- [Instructions to follow] Say how many of the lines below hold "needle", writing the number and nothing more.

- [Exercise input]
//! Wiring of the Postgres adapters, embedder, cache, search and ask.

use std::sync::Arc;

use anyhow::Context;
use tracing::info;

use mnemo_ask::{AskConfig, AskPipeline, HttpScraper, SearxngSearch};
use mnemo_core::Embedder;
use mnemo_db::{Database, PgVectorIndex, PoolConfig};
use mnemo_inference::{EmbeddingClient, ProviderClient, ProviderResolver};
use mnemo_search::{HybridSearchConfig, HybridSearchEngine, Indexer, RedisSearchCache};

pub struct App {
    pub db: Database,
    pub vector: Arc<PgVectorIndex>,
    pub cache: Arc<RedisSearchCache>,
    pub engine: Arc<HybridSearchEngine>,
    pub indexer: Indexer,
}

impl App {
    /// Connect everything configured in the environment.
    pub async fn from_env() -> anyhow::Result<Self> {
        let database_url = std::env::var("DATABASE_URL").context("DATABASE_URL is not set")?;
        let db = Database::connect(&database_url, PoolConfig::from_env())
            .await
            .context("connecting to the database")?;
        db.migrate().await.context("running migrations")?;

        let embedder: Arc<dyn Embedder> =
            Arc::new(EmbeddingClient::from_env().context("configuring the embedding backend")?);
        let vector = Arc::new(db.vector_index(embedder).await?);
        let cache = Arc::new(RedisSearchCache::from_env().await);

        let content = Arc::new(db.content.clone());
        let engine = Arc::new(
            HybridSearchEngine::new(vector.clone(), Arc::new(db.keyword.clone()), content.clone())
                .with_cache(cache.clone())
                .with_config(HybridSearchConfig::from_env()),
        );
        let indexer = Indexer::new(vector.clone(), content).with_cache(cache.clone());

        info!(
            subsystem = "cli",
            component = "app",
            cache_connected = cache.is_connected().await,
            "Application wired"
        );
        Ok(Self {
            db,
            vector,
            cache,
            engine,
            indexer,
        })
    }

    /// Ask pipeline with web research when `WEB_SEARCH_URL` is set.
    pub fn ask_pipeline(&self) -> anyhow::Result<AskPipeline> {
        let provider = Arc::new(ProviderClient::new()?);
        let resolver = ProviderResolver::from_env(Some(Arc::new(self.db.settings.clone())))
            .context("reading AI provider configuration")?;
        let mut pipeline = AskPipeline::new(self.engine.clone(), provider, resolver)
            .with_config(AskConfig::from_env());
        if let Some(search) = SearxngSearch::from_env()? {
            pipeline = pipeline.with_web(Arc::new(search), Some(Arc::new(HttpScraper::new()?)));
        }
        Ok(pipeline)
    }
}
//! Test helpers for search and indexing tests.
//!
//! Builds an in-memory stack (store, vector index, mock embedder) and
//! fixture records.

#![allow(dead_code)]

use std::sync::Arc;

use chrono::Utc;
use mnemo_core::{Document, Embedder, Memory, Todo, VectorIndex};
use mnemo_inference::mock::MockEmbeddingBackend;
use mnemo_inference::{EmbeddingClient, RateLimiter};
use mnemo_search::{HybridSearchEngine, Indexer, MemoryContentStore, MemoryVectorIndex};
use uuid::Uuid;

/// In-memory search stack.
pub struct Stack {
    pub store: Arc<MemoryContentStore>,
    pub index: Arc<MemoryVectorIndex>,
    pub embedder: Arc<EmbeddingClient>,
    pub backend: MockEmbeddingBackend,
}

impl Stack {
    pub fn new() -> Self {
        Self::with_backend(MockEmbeddingBackend::new())
    }

    pub fn with_backend(backend: MockEmbeddingBackend) -> Self {
        let embedder = Arc::new(EmbeddingClient::new(
            Arc::new(backend.clone()),
            Arc::new(RateLimiter::unlimited()),
        ));
        let index = Arc::new(MemoryVectorIndex::new(embedder.clone()));
        Self {
            store: Arc::new(MemoryContentStore::new()),
            index,
            embedder,
            backend,
        }
    }

    pub fn engine(&self) -> HybridSearchEngine {
        HybridSearchEngine::new(self.index.clone(), self.store.clone(), self.store.clone())
    }

    pub fn indexer(&self) -> Indexer {
        Indexer::new(self.index.clone(), self.store.clone())
    }

    /// Store a memory and index it.
    pub async fn add_memory(&self, user_id: Uuid, title: &str, content: &str) -> Memory {
        let m = memory(user_id, title, content);
        self.store.upsert_memory(m.clone()).await;
        self.index
            .add(&Document::from(m.clone()))
            .await
            .expect("index memory");
        m
    }

    /// Store a todo and index it.
    pub async fn add_todo(&self, user_id: Uuid, title: &str, description: &str) -> Todo {
        let t = todo(user_id, title, description);
        self.store.upsert_todo(t.clone()).await;
        self.index
            .add(&Document::from(t.clone()))
            .await
            .expect("index todo");
        t
    }

    pub fn embedder(&self) -> Arc<dyn Embedder> {
        self.embedder.clone()
    }
}

pub fn memory(user_id: Uuid, title: &str, content: &str) -> Memory {
    Memory {
        id: Uuid::new_v4(),
        user_id,
        title: title.to_string(),
        content: content.to_string(),
        category: None,
        tags: Vec::new(),
        created_at: Utc::now(),
    }
}

pub fn todo(user_id: Uuid, title: &str, description: &str) -> Todo {
    Todo {
        id: Uuid::new_v4(),
        user_id,
        title: title.to_string(),
        description: description.to_string(),
        status: "pending".to_string(),
        priority: "medium".to_string(),
        due_date: None,
        tags: Vec::new(),
        created_at: Utc::now(),
    }
}
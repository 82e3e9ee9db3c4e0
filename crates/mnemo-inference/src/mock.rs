//! Mock backends for deterministic testing.
//!
//! ## Usage
//!
//! ```rust,ignore
//! use mnemo_inference::mock::{MockEmbeddingBackend, MockProvider};
//!
//! let backend = MockEmbeddingBackend::new().with_dimension(64);
//! let provider = MockProvider::new().with_response("summary", "Short answer");
//! ```

use std::collections::HashMap;
use std::sync::{Arc, Mutex};

use async_trait::async_trait;

use mnemo_core::{
    AiProvider, EmbeddingBackend, Error, InputType, ProviderConfig, Result, Vector,
};

use crate::embedding::l2_normalize;

/// A recorded call.
#[derive(Debug, Clone, PartialEq)]
pub struct MockCall {
    pub operation: String,
    pub input: String,
}

/// Deterministic bag-of-words embedding backend.
///
/// Each lowercase word hashes to one dimension, so texts sharing words have
/// high cosine similarity and disjoint texts are orthogonal.
#[derive(Clone)]
pub struct MockEmbeddingBackend {
    dimension: usize,
    model: String,
    fail: bool,
    calls: Arc<Mutex<Vec<MockCall>>>,
}

impl MockEmbeddingBackend {
    pub fn new() -> Self {
        Self {
            dimension: 256,
            model: "mock-embed".to_string(),
            fail: false,
            calls: Arc::new(Mutex::new(Vec::new())),
        }
    }

    pub fn with_dimension(mut self, dimension: usize) -> Self {
        self.dimension = dimension;
        self
    }

    pub fn with_model(mut self, model: impl Into<String>) -> Self {
        self.model = model.into();
        self
    }

    /// Make every request fail.
    pub fn failing(mut self) -> Self {
        self.fail = true;
        self
    }

    /// Embed one text without recording a call.
    pub fn vector_for(&self, text: &str) -> Vec<f32> {
        let mut v = vec![0.0f32; self.dimension];
        for word in text
            .split(|c: char| !c.is_alphanumeric())
            .filter(|w| !w.is_empty())
        {
            let idx = fnv1a(&word.to_lowercase()) as usize % self.dimension;
            v[idx] += 1.0;
        }
        l2_normalize(&mut v);
        v
    }

    pub fn calls(&self) -> Vec<MockCall> {
        self.calls.lock().map(|c| c.clone()).unwrap_or_default()
    }

    /// Number of backend requests made.
    pub fn request_count(&self) -> usize {
        self.calls.lock().map(|c| c.len()).unwrap_or_default()
    }
}

impl Default for MockEmbeddingBackend {
    fn default() -> Self {
        Self::new()
    }
}

fn fnv1a(s: &str) -> u64 {
    s.bytes().fold(0xcbf29ce484222325u64, |hash, b| {
        (hash ^ b as u64).wrapping_mul(0x100000001b3)
    })
}

#[async_trait]
impl EmbeddingBackend for MockEmbeddingBackend {
    async fn embed_texts(&self, texts: &[String], input_type: InputType) -> Result<Vec<Vector>> {
        if let Ok(mut calls) = self.calls.lock() {
            calls.push(MockCall {
                operation: format!("embed:{}", input_type.as_str()),
                input: texts.join("\n---\n"),
            });
        }
        if self.fail {
            return Err(Error::Embedding("mock embedding failure".to_string()));
        }
        Ok(texts
            .iter()
            .map(|t| Vector::from(self.vector_for(t)))
            .collect())
    }

    fn dimension(&self) -> usize {
        self.dimension
    }

    fn model_name(&self) -> &str {
        &self.model
    }
}

/// Scripted completion provider.
///
/// Responses are chosen by the first registered key contained in the
/// prompt, falling back to the default response.
#[derive(Clone)]
pub struct MockProvider {
    responses: Vec<(String, String)>,
    default_response: String,
    fail: bool,
    calls: Arc<Mutex<Vec<MockCall>>>,
    models: Arc<Mutex<HashMap<String, usize>>>,
}

impl MockProvider {
    pub fn new() -> Self {
        Self {
            responses: Vec::new(),
            default_response: "Mock response".to_string(),
            fail: false,
            calls: Arc::new(Mutex::new(Vec::new())),
            models: Arc::new(Mutex::new(HashMap::new())),
        }
    }

    /// Reply with `response` when the prompt contains `needle`.
    pub fn with_response(mut self, needle: impl Into<String>, response: impl Into<String>) -> Self {
        self.responses.push((needle.into(), response.into()));
        self
    }

    pub fn with_default_response(mut self, response: impl Into<String>) -> Self {
        self.default_response = response.into();
        self
    }

    /// Make every completion fail with a provider error.
    pub fn failing(mut self) -> Self {
        self.fail = true;
        self
    }

    /// Prompts received, in order.
    pub fn prompts(&self) -> Vec<String> {
        self.calls
            .lock()
            .map(|c| c.iter().map(|call| call.input.clone()).collect())
            .unwrap_or_default()
    }

    /// Number of completions served per model name.
    pub fn model_counts(&self) -> HashMap<String, usize> {
        self.models.lock().map(|m| m.clone()).unwrap_or_default()
    }
}

impl Default for MockProvider {
    fn default() -> Self {
        Self::new()
    }
}

#[async_trait]
impl AiProvider for MockProvider {
    async fn complete(&self, config: &ProviderConfig, prompt: &str) -> Result<String> {
        if let Ok(mut calls) = self.calls.lock() {
            calls.push(MockCall {
                operation: "complete".to_string(),
                input: prompt.to_string(),
            });
        }
        if let Ok(mut models) = self.models.lock() {
            *models.entry(config.model.clone()).or_default() += 1;
        }
        if self.fail {
            return Err(Error::Provider("mock provider failure".to_string()));
        }
        Ok(self
            .responses
            .iter()
            .find(|(needle, _)| prompt.contains(needle.as_str()))
            .map(|(_, response)| response.clone())
            .unwrap_or_else(|| self.default_response.clone()))
    }
}
//! Web search and page scraping over HTTP.
//!
//! [`SearxngSearch`] talks to a SearXNG instance's JSON API. [`HttpScraper`]
//! fetches a page and extracts its visible text.

use std::time::Duration;

use async_trait::async_trait;
use reqwest::Client;
use scraper::node::Node;
use scraper::{ElementRef, Html, Selector};
use serde::Deserialize;
use tracing::{debug, info};

use mnemo_core::{
    defaults, sanitize_text, Error, Result, ScrapedPage, WebResult, WebScrape, WebSearch,
};

/// Elements whose text is never shown to a reader.
const SKIPPED_ELEMENTS: &[&str] = &[
    "script", "style", "noscript", "iframe", "svg", "head", "template", "nav", "footer",
];

const USER_AGENT: &str = concat!("mnemo/", env!("CARGO_PKG_VERSION"));

fn http_client(timeout: Duration) -> Result<Client> {
    Client::builder()
        .timeout(timeout)
        .user_agent(USER_AGENT)
        .build()
        .map_err(|e| Error::Config(format!("Failed to create HTTP client: {}", e)))
}

// =============================================================================
// SEARCH
// =============================================================================

/// Configuration for the SearXNG client.
#[derive(Debug, Clone)]
pub struct SearxngConfig {
    pub base_url: String,
    pub api_key: Option<String>,
    pub timeout_seconds: u64,
}

impl SearxngConfig {
    /// Read `WEB_SEARCH_URL` and `WEB_SEARCH_API_KEY`.
    ///
    /// Returns `None` when no search URL is configured.
    pub fn from_env() -> Option<Self> {
        let base_url = std::env::var("WEB_SEARCH_URL")
            .ok()
            .filter(|u| !u.trim().is_empty())?;
        Some(Self {
            base_url,
            api_key: std::env::var("WEB_SEARCH_API_KEY")
                .ok()
                .filter(|k| !k.is_empty()),
            timeout_seconds: defaults::WEB_TIMEOUT_SECS,
        })
    }
}

#[derive(Debug, Deserialize)]
struct SearxngResponse {
    #[serde(default)]
    results: Vec<SearxngResult>,
}

#[derive(Debug, Deserialize)]
struct SearxngResult {
    #[serde(default)]
    title: String,
    url: String,
    #[serde(default)]
    content: String,
}

/// SearXNG JSON API client.
pub struct SearxngSearch {
    client: Client,
    config: SearxngConfig,
}

impl SearxngSearch {
    pub fn new(config: SearxngConfig) -> Result<Self> {
        let client = http_client(Duration::from_secs(config.timeout_seconds))?;
        info!(
            subsystem = "ask",
            component = "web_search",
            base_url = %config.base_url,
            "Initializing web search"
        );
        Ok(Self { client, config })
    }

    /// Client from the environment, or `None` when web search is not
    /// configured.
    pub fn from_env() -> Result<Option<Self>> {
        SearxngConfig::from_env().map(Self::new).transpose()
    }
}

#[async_trait]
impl WebSearch for SearxngSearch {
    async fn search(&self, query: &str, limit: usize) -> Result<Vec<WebResult>> {
        let url = format!("{}/search", self.config.base_url.trim_end_matches('/'));
        let mut req = self
            .client
            .get(&url)
            .query(&[("q", query), ("format", "json")]);
        if let Some(ref api_key) = self.config.api_key {
            req = req.header("Authorization", format!("Bearer {}", api_key));
        }

        let response = req.send().await?;
        let status = response.status();
        if !status.is_success() {
            return Err(Error::Retrieval(format!(
                "web search returned HTTP {}",
                status.as_u16()
            )));
        }

        let body: SearxngResponse = response.json().await?;
        let results: Vec<WebResult> = body
            .results
            .into_iter()
            .filter(|r| r.url.starts_with("http://") || r.url.starts_with("https://"))
            .take(limit)
            .map(|r| WebResult {
                title: r.title,
                url: r.url,
                snippet: r.content,
            })
            .collect();

        debug!(
            subsystem = "ask",
            component = "web_search",
            result_count = results.len(),
            "Web search complete"
        );
        Ok(results)
    }
}

// =============================================================================
// SCRAPE
// =============================================================================

/// Fetches pages and extracts readable text.
///
/// Bodies are read up to a byte cap; anything past it is never downloaded.
pub struct HttpScraper {
    client: Client,
    max_bytes: usize,
}

impl HttpScraper {
    pub fn new() -> Result<Self> {
        Self::with_timeout(Duration::from_secs(defaults::WEB_TIMEOUT_SECS))
    }

    pub fn with_timeout(timeout: Duration) -> Result<Self> {
        Ok(Self {
            client: http_client(timeout)?,
            max_bytes: defaults::WEB_SCRAPE_MAX_BYTES,
        })
    }

    pub fn with_max_bytes(mut self, max_bytes: usize) -> Self {
        self.max_bytes = max_bytes;
        self
    }

    async fn read_capped(&self, mut response: reqwest::Response) -> Result<String> {
        let mut body: Vec<u8> = Vec::new();
        while let Some(chunk) = response.chunk().await? {
            let room = self.max_bytes - body.len();
            if chunk.len() >= room {
                body.extend_from_slice(&chunk[..room]);
                break;
            }
            body.extend_from_slice(&chunk);
        }
        Ok(String::from_utf8_lossy(&body).into_owned())
    }
}

#[async_trait]
impl WebScrape for HttpScraper {
    async fn fetch(&self, url: &str) -> Result<ScrapedPage> {
        let response = self.client.get(url).send().await?;
        let status = response.status();
        if !status.is_success() {
            return Err(Error::Retrieval(format!(
                "fetching {} returned HTTP {}",
                url,
                status.as_u16()
            )));
        }
        let html = self.read_capped(response).await?;
        let page = extract_page(&html)?;
        debug!(
            subsystem = "ask",
            component = "scraper",
            url,
            bytes = html.len(),
            chars = page.content.len(),
            "Page scraped"
        );
        Ok(page)
    }
}

fn selector(css: &str) -> Result<Selector> {
    Selector::parse(css).map_err(|e| Error::Parse(format!("Invalid CSS selector: {:?}", e)))
}

/// Title and visible text of an HTML document.
pub fn extract_page(html: &str) -> Result<ScrapedPage> {
    let document = Html::parse_document(html);

    let title = document
        .select(&selector("title")?)
        .next()
        .map(|t| t.text().collect::<String>())
        .map(|t| t.split_whitespace().collect::<Vec<_>>().join(" "))
        .unwrap_or_default();

    let mut parts = Vec::new();
    match document.select(&selector("body")?).next() {
        Some(body) => collect_text(body, &mut parts),
        None => collect_text(document.root_element(), &mut parts),
    }

    Ok(ScrapedPage {
        title,
        content: sanitize_text(&parts.join("\n")),
    })
}

fn collect_text(element: ElementRef, parts: &mut Vec<String>) {
    if SKIPPED_ELEMENTS.contains(&element.value().name()) {
        return;
    }
    for child in element.children() {
        match child.value() {
            Node::Text(text) => {
                let trimmed = text.trim();
                if !trimmed.is_empty() {
                    parts.push(trimmed.to_string());
                }
            }
            Node::Element(_) => {
                if let Some(child) = ElementRef::wrap(child) {
                    collect_text(child, parts);
                }
            }
            _ => {}
        }
    }
}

- [Exercise output] 4